Pathological interactions between beta-amyloid (Aβ) and tau drive the synapse loss that underlies neural circuit disruption and cognitive decline in Alzheimer9s disease (AD). Reactive astrocytes, displaying altered functions, are also a prominent feature of AD brain. This large and heterogeneous population of cells are increasingly recognised as contributing to early phases of disease. However, the contribution of astrocytes to Aβ-tau interactions in AD is not well understood. Here we stimulated mouse and human astrocytes with concentrations and species of human Aβ that mimic those in human AD brain. Astrocyte conditioned medium was collected and immunodepleted of Aβ before being added to rodent and human neuron cultures. Cytokines, identified in unbiased screens, were also applied to neurons, including following the pre-treatment of neurons with chemokine receptor antagonists. Tau mislocalisation, synaptic markers and dendritic spine numbers were measured in cultured neurons and organotypic brain slice cultures.

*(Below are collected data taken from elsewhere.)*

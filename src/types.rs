//! Request and result types shared by the matcher, builder, runner and the
//! host adapter.
//!
//! A [`TransformRequest`] is built fresh for every thumbnail and dropped once
//! the [`TransformOutcome`] has been handed back to the host.

use crate::scaling::Dimensions;
use serde::{Deserialize, Serialize};
use std::fmt;
use std::path::PathBuf;

/// What the host knows about the source file before scaling.
#[derive(Debug, Clone, PartialEq, Serialize, Deserialize)]
pub struct SourceFile {
    pub path: PathBuf,
    pub mime_type: String,
    pub width: u32,
    pub height: u32,
    /// Multi-page containers (multi-page TIFF, PDF, ...) are never handled.
    #[serde(default)]
    pub multipage: bool,
    /// Clockwise rotation the host applies from EXIF orientation, in degrees.
    #[serde(default)]
    pub rotation: u32,
}

impl SourceFile {
    pub fn dimensions(&self) -> Dimensions {
        Dimensions::new(self.width, self.height)
    }

    /// True when the host swaps the axes of the rendered thumbnail.
    pub fn is_rotated_quarter(&self) -> bool {
        self.rotation % 180 == 90
    }
}

/// One thumbnailing job.
#[derive(Debug, Clone, PartialEq, Serialize, Deserialize)]
pub struct TransformRequest {
    pub source: SourceFile,
    /// MIME type of the thumbnail to produce (may differ from the source).
    pub dest_mime_type: String,
    /// Raster size actually encoded into the file.
    pub physical: Dimensions,
    /// Size the thumbnail is displayed at.
    pub client: Dimensions,
    pub dest_path: PathBuf,
    pub dest_url: String,
    #[serde(default, skip_serializing_if = "Option::is_none")]
    pub comment: Option<String>,
}

/// A thumbnail that was written to `path`.
#[derive(Debug, Clone, PartialEq, Eq, Serialize)]
pub struct ThumbnailOutput {
    pub path: PathBuf,
    pub url: String,
    pub width: u32,
    pub height: u32,
}

/// A failed external command.
#[derive(Debug, Clone, PartialEq, Eq, Serialize)]
pub struct TransformError {
    /// Combined stdout and stderr of the failing process.
    pub text: String,
    pub exit_code: i32,
    /// Position of the failing command within its chain.
    pub command_index: usize,
}

impl fmt::Display for TransformError {
    fn fmt(&self, f: &mut fmt::Formatter<'_>) -> fmt::Result {
        write!(f, "{}\nError code: {}", self.text, self.exit_code)
    }
}

impl std::error::Error for TransformError {}

/// Result of offering a request to the external scaler.
#[derive(Debug, Clone, PartialEq, Eq, Serialize)]
#[serde(tag = "outcome", rename_all = "snake_case")]
pub enum TransformOutcome {
    /// The host should fall back to its own scaler.
    NotHandled,
    Thumbnail(ThumbnailOutput),
    Failed(TransformError),
}

impl TransformOutcome {
    pub fn is_handled(&self) -> bool {
        !matches!(self, TransformOutcome::NotHandled)
    }
}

Conditioned medium from astrocytes stimulated with Aβ induced tau mislocalisation and exaggerated synaptotoxicity that is recapitulated following spiking of neuron culture medium with recombinant C-X-C motif chemokine ligand-1 (CXCL1), a chemokine we show to be upregulated in Alzheimer9s disease brain. Antagonism of neuronal C-X-C motof chemokine receptor 2 (CXCR2), prevented tau mislocalisation and synaptotoxicity in response to CXCL1 and Aβ-stimulated astrocyte secretions. Our data indicate that astrocytes exacerbate tau mislocalisation and the synaptotoxic effects of Aβ via interactions of astrovyctic CXCL1 and the neuronal CXCR2 receptor, highlighting this chemokine-receptor pair as a novel target for therapeutic intervention in AD.